Don’t forget the fact that the two other girls, Angelina (“Jolie”) and Jenni (“J-Woww”) both ended up cheating on their boyfriends.

Surely the Italian Americans can’t be upset over a few measly sexual transgressions. I mean, I’ve seen worse on the CW, and those characters are totally WASPy! While “Gossip Girl” had a full-on threesome, “Jersey Shore” tactfully drew the line at having three random naked chicks sharing a hot tub with the guys.

Perhaps the show does exploit the guido stereotype. But stereotypes don’t just come out of thin air.

Pauly D is pretty confident in the idea that “girls are supposed to cook and the guys are supposed to eat …That’s how it is.” Additionally, Jolie scoffs when asked to cover Vinny’s shift at the booty short emporium, as it will cut into the three hours she has allotted to properly tease her hair for a night out on the town.

(By the way, Jolie is not a fan of working at the whore hut. “I feel like this job is beneath me,” she sniffs. “I’m a BARTENDER. I do, like, you know…great things.”)

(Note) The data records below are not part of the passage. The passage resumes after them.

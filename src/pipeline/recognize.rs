//! Text recognition: page bitmap → ordered text lines.
//!
//! [`Recognizer`] is the seam to the OCR engine. No semantic interpretation
//! happens here: the output is the engine's reading order, cleaned of
//! transport artefacts (CR line endings, trailing blanks, invisible
//! characters) and split into non-empty lines.
//!
//! The default [`TesseractRecognizer`] shells out to the `tesseract` binary
//! with a `hin+eng` language hint. The page image is written into a
//! [`TempDir`] that is removed when the call returns, on success or failure.

use crate::config::ExtractionConfig;
use crate::pipeline::render::PageImage;
use std::path::PathBuf;
use std::process::Command;
use tempfile::TempDir;
use thiserror::Error;
use tracing::debug;

/// Engine-level recognition failure, reported per page.
#[derive(Debug, Error)]
pub enum RecognitionError {
    #[error("OCR engine not available: {0}")]
    EngineUnavailable(String),

    #[error("OCR engine failed: {0}")]
    EngineFailed(String),

    #[error("Image error: {0}")]
    Image(String),

    #[error("IO error: {0}")]
    Io(#[from] std::io::Error),
}

/// Recognised text for one page.
#[derive(Debug, Clone, PartialEq, Eq)]
pub struct RecognizedPage {
    /// 1-indexed page number.
    pub page_num: usize,
    /// Non-empty lines in reading order.
    pub lines: Vec<String>,
}

impl RecognizedPage {
    /// Build a page from raw engine output.
    pub fn from_raw(page_num: usize, raw: &str) -> Self {
        Self {
            page_num,
            lines: clean_lines(raw),
        }
    }
}

/// Runs script-aware OCR over a page image.
///
/// Implementations must be `Send + Sync`: pages are recognised concurrently
/// from blocking tasks.
pub trait Recognizer: Send + Sync {
    /// Short engine name for logs.
    fn name(&self) -> &str;

    /// Core OCR: raw text for one page image.
    fn recognize_text(&self, page: &PageImage) -> Result<String, RecognitionError>;

    /// Recognise a page and split it into cleaned lines.
    fn recognize(&self, page: &PageImage) -> Result<RecognizedPage, RecognitionError> {
        let raw = self.recognize_text(page)?;
        let recognized = RecognizedPage::from_raw(page.page_num, &raw);
        debug!(
            "Page {}: {} recognised {} lines",
            page.page_num,
            self.name(),
            recognized.lines.len()
        );
        Ok(recognized)
    }
}

/// Tesseract OCR via its command-line binary.
#[derive(Debug, Clone)]
pub struct TesseractRecognizer {
    binary: PathBuf,
    languages: String,
    psm: Option<u8>,
    dpi: u32,
}

impl Default for TesseractRecognizer {
    fn default() -> Self {
        Self::from_config(&ExtractionConfig::default())
    }
}

impl TesseractRecognizer {
    pub fn from_config(config: &ExtractionConfig) -> Self {
        Self {
            binary: config.tesseract_path.clone(),
            languages: config.languages.clone(),
            psm: config.page_segmentation_mode,
            dpi: config.dpi,
        }
    }

    /// Command-line arguments after the input image path.
    fn args(&self) -> Vec<String> {
        let mut args = vec![
            "stdout".to_string(),
            "-l".to_string(),
            self.languages.clone(),
            "--dpi".to_string(),
            self.dpi.to_string(),
        ];
        if let Some(psm) = self.psm {
            args.push("--psm".to_string());
            args.push(psm.to_string());
        }
        args
    }
}

impl Recognizer for TesseractRecognizer {
    fn name(&self) -> &str {
        "tesseract"
    }

    fn recognize_text(&self, page: &PageImage) -> Result<String, RecognitionError> {
        let temp_dir = TempDir::new()?;
        let image_path = temp_dir.path().join(format!("page-{:04}.png", page.page_num));
        page.image
            .save_with_format(&image_path, image::ImageFormat::Png)
            .map_err(|e| RecognitionError::Image(e.to_string()))?;

        let output = Command::new(&self.binary)
            .arg(&image_path)
            .args(self.args())
            .output();

        match output {
            Ok(output) if output.status.success() => {
                Ok(String::from_utf8_lossy(&output.stdout).into_owned())
            }
            Ok(output) => {
                let stderr = String::from_utf8_lossy(&output.stderr);
                Err(RecognitionError::EngineFailed(format!(
                    "tesseract exited with {}: {}",
                    output.status,
                    stderr.trim()
                )))
            }
            Err(e) if e.kind() == std::io::ErrorKind::NotFound => {
                Err(RecognitionError::EngineUnavailable(format!(
                    "'{}' not found (install tesseract-ocr with the hin language pack)",
                    self.binary.display()
                )))
            }
            Err(e) => Err(RecognitionError::Io(e)),
        }
    }
}

// ── Text cleanup ─────────────────────────────────────────────────────────────

/// Normalise raw engine output and return its non-empty lines.
///
/// ZWJ and ZWNJ are kept: in Devanagari they select half-forms and are part
/// of the spelling.
pub fn clean_lines(raw: &str) -> Vec<String> {
    let s = normalise_line_endings(raw);
    let s = remove_invisible_chars(&s);
    s.lines()
        .map(|line| line.trim_end())
        .filter(|line| !line.trim().is_empty())
        .map(str::to_string)
        .collect()
}

fn normalise_line_endings(input: &str) -> String {
    input.replace("\r\n", "\n").replace(['\r', '\u{000C}'], "\n")
}

fn remove_invisible_chars(input: &str) -> String {
    input.replace(['\u{200B}', '\u{FEFF}', '\u{00AD}', '\u{2060}'], "")
}
//! Image preprocessing: page bitmap → clean black-on-white bitmap.
//!
//! Scanned rolls arrive as photocopies of photocopies: grey backgrounds,
//! bleed-through and speckle. Tesseract's own binarisation copes poorly with
//! the thin strokes of Devanagari at that noise level, so pages go through
//! three passes first:
//!
//! 1. Convert to 8-bit luma
//! 2. Global Otsu threshold (bimodal ink/paper histogram)
//! 3. 3×3 median filter to drop isolated speckle left by the threshold

use image::{DynamicImage, GrayImage, Luma};
use imageproc::contrast::otsu_level;
use imageproc::filter::median_filter;
use tracing::debug;

const INK: u8 = 0;
const PAPER: u8 = 255;

/// Apply all preprocessing passes to a rendered page.
pub fn prepare_for_recognition(image: &DynamicImage) -> DynamicImage {
    let gray = image.to_luma8();
    let level = otsu_level(&gray);
    let binary = binarize(&gray, level);
    let denoised = median_filter(&binary, 1, 1);
    debug!(
        "Preprocessed {}x{} page (otsu level {})",
        denoised.width(),
        denoised.height(),
        level
    );
    DynamicImage::ImageLuma8(denoised)
}

/// Pixels at or below `level` become ink, everything else paper.
fn binarize(gray: &GrayImage, level: u8) -> GrayImage {
    let mut out = gray.clone();
    for Luma([v]) in out.pixels_mut() {
        *v = if *v <= level { INK } else { PAPER };
    }
    out
}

MTV has defended the show, saying that it is just another look at a “subculture.” I have to agree with them here. Say “guido” and the image of a follicly lacquered, Cheeto-toned partier immediately comes to mind. They exist in droves; I’ve been to Jersey.

We’ve seen all types of characters highlighted on reality shows. People could just as easily argue that “The Real Housewives of Atlanta” is offensive to African Americans or that “Toddlers and Tiaras” is demeaning to obese washed-up mothers who are living vicariously through their pre-K daughters. But the thing is, these larger-than life personalities are interesting to watch. 

It’s the reason why they’re on TV and we’re not.